%%

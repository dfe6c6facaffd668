use chrono::{DateTime, Utc};
use rust_decimal::Decimal;
use serde::{Deserialize, Serialize};

/// A single trade delivered by the live stream.
#[derive(Debug, Clone, PartialEq, Serialize, Deserialize)]
pub struct Tick {
    /// Bare symbol with the quote currency stripped (e.g. `BTC`).
    pub symbol: String,
    pub price: Decimal,
    pub timestamp: DateTime<Utc>,
}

%%

Task to complete :: Output exactly the line containing "pub struct Tick" together with every line after it, ending at the final line of the entries.

Response to the exercise ::
pub struct Tick {
    /// Bare symbol with the quote currency stripped (e.g. `BTC`).
    pub symbol: String,
    pub price: Decimal,
    pub timestamp: DateTime<Utc>,
}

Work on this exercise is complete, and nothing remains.